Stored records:
━━━

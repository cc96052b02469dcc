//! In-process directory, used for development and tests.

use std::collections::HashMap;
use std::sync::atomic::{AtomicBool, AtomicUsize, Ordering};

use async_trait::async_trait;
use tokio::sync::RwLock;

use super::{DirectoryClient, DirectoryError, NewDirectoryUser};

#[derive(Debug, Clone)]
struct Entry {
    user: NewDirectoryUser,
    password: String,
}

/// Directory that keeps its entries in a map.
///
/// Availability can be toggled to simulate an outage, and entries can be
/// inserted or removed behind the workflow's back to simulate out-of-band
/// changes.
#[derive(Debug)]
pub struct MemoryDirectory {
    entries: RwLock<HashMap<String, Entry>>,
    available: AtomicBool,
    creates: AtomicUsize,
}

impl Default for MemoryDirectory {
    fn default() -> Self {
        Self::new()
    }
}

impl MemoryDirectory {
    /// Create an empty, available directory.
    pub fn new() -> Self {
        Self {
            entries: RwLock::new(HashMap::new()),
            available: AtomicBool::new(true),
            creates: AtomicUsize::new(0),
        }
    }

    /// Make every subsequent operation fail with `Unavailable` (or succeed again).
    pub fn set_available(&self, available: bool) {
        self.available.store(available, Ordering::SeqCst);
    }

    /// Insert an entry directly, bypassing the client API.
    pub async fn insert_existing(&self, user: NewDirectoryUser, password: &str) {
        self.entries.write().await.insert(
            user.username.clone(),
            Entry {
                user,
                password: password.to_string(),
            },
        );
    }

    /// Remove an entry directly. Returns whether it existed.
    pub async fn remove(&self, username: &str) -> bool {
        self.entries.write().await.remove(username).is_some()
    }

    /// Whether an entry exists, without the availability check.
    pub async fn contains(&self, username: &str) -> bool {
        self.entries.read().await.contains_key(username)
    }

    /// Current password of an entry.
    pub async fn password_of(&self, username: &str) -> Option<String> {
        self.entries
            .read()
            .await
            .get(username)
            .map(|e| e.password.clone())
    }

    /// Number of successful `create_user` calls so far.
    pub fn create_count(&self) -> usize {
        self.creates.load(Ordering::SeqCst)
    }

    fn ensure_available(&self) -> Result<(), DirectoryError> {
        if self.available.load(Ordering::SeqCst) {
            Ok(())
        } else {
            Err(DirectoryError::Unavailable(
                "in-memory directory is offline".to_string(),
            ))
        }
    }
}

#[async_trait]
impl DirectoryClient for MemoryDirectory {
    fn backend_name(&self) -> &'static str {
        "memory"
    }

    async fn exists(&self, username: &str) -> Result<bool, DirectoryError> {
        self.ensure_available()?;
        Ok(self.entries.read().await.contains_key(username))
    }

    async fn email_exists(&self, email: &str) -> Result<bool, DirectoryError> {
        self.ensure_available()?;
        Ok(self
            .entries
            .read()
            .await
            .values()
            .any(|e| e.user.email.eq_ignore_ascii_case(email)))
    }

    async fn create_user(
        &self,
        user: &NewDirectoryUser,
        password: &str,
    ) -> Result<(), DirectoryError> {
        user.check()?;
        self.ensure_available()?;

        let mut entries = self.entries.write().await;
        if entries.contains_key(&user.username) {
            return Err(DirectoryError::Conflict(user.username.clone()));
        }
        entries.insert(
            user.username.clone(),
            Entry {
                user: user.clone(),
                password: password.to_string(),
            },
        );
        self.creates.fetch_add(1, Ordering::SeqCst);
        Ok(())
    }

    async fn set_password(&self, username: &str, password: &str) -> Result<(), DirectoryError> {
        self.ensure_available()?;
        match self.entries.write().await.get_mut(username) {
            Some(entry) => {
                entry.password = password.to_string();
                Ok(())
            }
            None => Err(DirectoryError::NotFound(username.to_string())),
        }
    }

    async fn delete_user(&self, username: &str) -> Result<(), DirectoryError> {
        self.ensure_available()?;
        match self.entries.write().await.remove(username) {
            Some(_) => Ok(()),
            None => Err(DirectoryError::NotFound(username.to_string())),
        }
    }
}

━━━

All of the entries should be repeated word for word.

repository cc96052b02469dcc
//! In-process directory, used for development and tests.

use std::collections::HashMap;
use std::sync::atomic::{AtomicBool, AtomicUsize, Ordering};

use async_trait::async_trait;
use tokio::sync::RwLock;

use super::{DirectoryClient, DirectoryError, NewDirectoryUser};

#[derive(Debug, Clone)]
struct Entry {
    user: NewDirectoryUser,
    password: String,
}

/// Directory that keeps its entries in a map.
///
/// Availability can be toggled to simulate an outage, and entries can be
/// inserted or removed behind the workflow's back to simulate out-of-band
/// changes.
#[derive(Debug)]
pub struct MemoryDirectory {
    entries: RwLock<HashMap<String, Entry>>,
    available: AtomicBool,
    creates: AtomicUsize,
}

impl Default for MemoryDirectory {
    fn default() -> Self {
        Self::new()
    }
}

impl MemoryDirectory {
    /// Create an empty, available directory.
    pub fn new() -> Self {
        Self {
            entries: RwLock::new(HashMap::new()),
            available: AtomicBool::new(true),
            creates: AtomicUsize::new(0),
        }
    }

    /// Make every subsequent operation fail with `Unavailable` (or succeed again).
    pub fn set_available(&self, available: bool) {
        self.available.store(available, Ordering::SeqCst);
    }

    /// Insert an entry directly, bypassing the client API.
    pub async fn insert_existing(&self, user: NewDirectoryUser, password: &str) {
        self.entries.write().await.insert(
            user.username.clone(),
            Entry {
                user,
                password: password.to_string(),
            },
        );
    }

    /// Remove an entry directly. Returns whether it existed.
    pub async fn remove(&self, username: &str) -> bool {
        self.entries.write().await.remove(username).is_some()
    }

    /// Whether an entry exists, without the availability check.
    pub async fn contains(&self, username: &str) -> bool {
        self.entries.read().await.contains_key(username)
    }

    /// Current password of an entry.
    pub async fn password_of(&self, username: &str) -> Option<String> {
        self.entries
            .read()
            .await
            .get(username)
            .map(|e| e.password.clone())
    }

    /// Number of successful `create_user` calls so far.
    pub fn create_count(&self) -> usize {
        self.creates.load(Ordering::SeqCst)
    }

    fn ensure_available(&self) -> Result<(), DirectoryError> {
        if self.available.load(Ordering::SeqCst) {
            Ok(())
        } else {
            Err(DirectoryError::Unavailable(
                "in-memory directory is offline".to_string(),
            ))
        }
    }
}

#[async_trait]
impl DirectoryClient for MemoryDirectory {
    fn backend_name(&self) -> &'static str {
        "memory"
    }

    async fn exists(&self, username: &str) -> Result<bool, DirectoryError> {
        self.ensure_available()?;
        Ok(self.entries.read().await.contains_key(username))
    }

    async fn email_exists(&self, email: &str) -> Result<bool, DirectoryError> {
        self.ensure_available()?;
        Ok(self
            .entries
            .read()
            .await
            .values()
            .any(|e| e.user.email.eq_ignore_ascii_case(email)))
    }

    async fn create_user(
        &self,
        user: &NewDirectoryUser,
        password: &str,
    ) -> Result<(), DirectoryError> {
        user.check()?;
        self.ensure_available()?;

        let mut entries = self.entries.write().await;
        if entries.contains_key(&user.username) {
            return Err(DirectoryError::Conflict(user.username.clone()));
        }
        entries.insert(
            user.username.clone(),
            Entry {
                user: user.clone(),
                password: password.to_string(),
            },
        );
        self.creates.fetch_add(1, Ordering::SeqCst);
        Ok(())
    }

    async fn set_password(&self, username: &str, password: &str) -> Result<(), DirectoryError> {
        self.ensure_available()?;
        match self.entries.write().await.get_mut(username) {
            Some(entry) => {
                entry.password = password.to_string();
                Ok(())
            }
            None => Err(DirectoryError::NotFound(username.to_string())),
        }
    }

    async fn delete_user(&self, username: &str) -> Result<(), DirectoryError> {
        self.ensure_available()?;
        match self.entries.write().await.remove(username) {
            Some(_) => Ok(()),
            None => Err(DirectoryError::NotFound(username.to_string())),
        }
    }
}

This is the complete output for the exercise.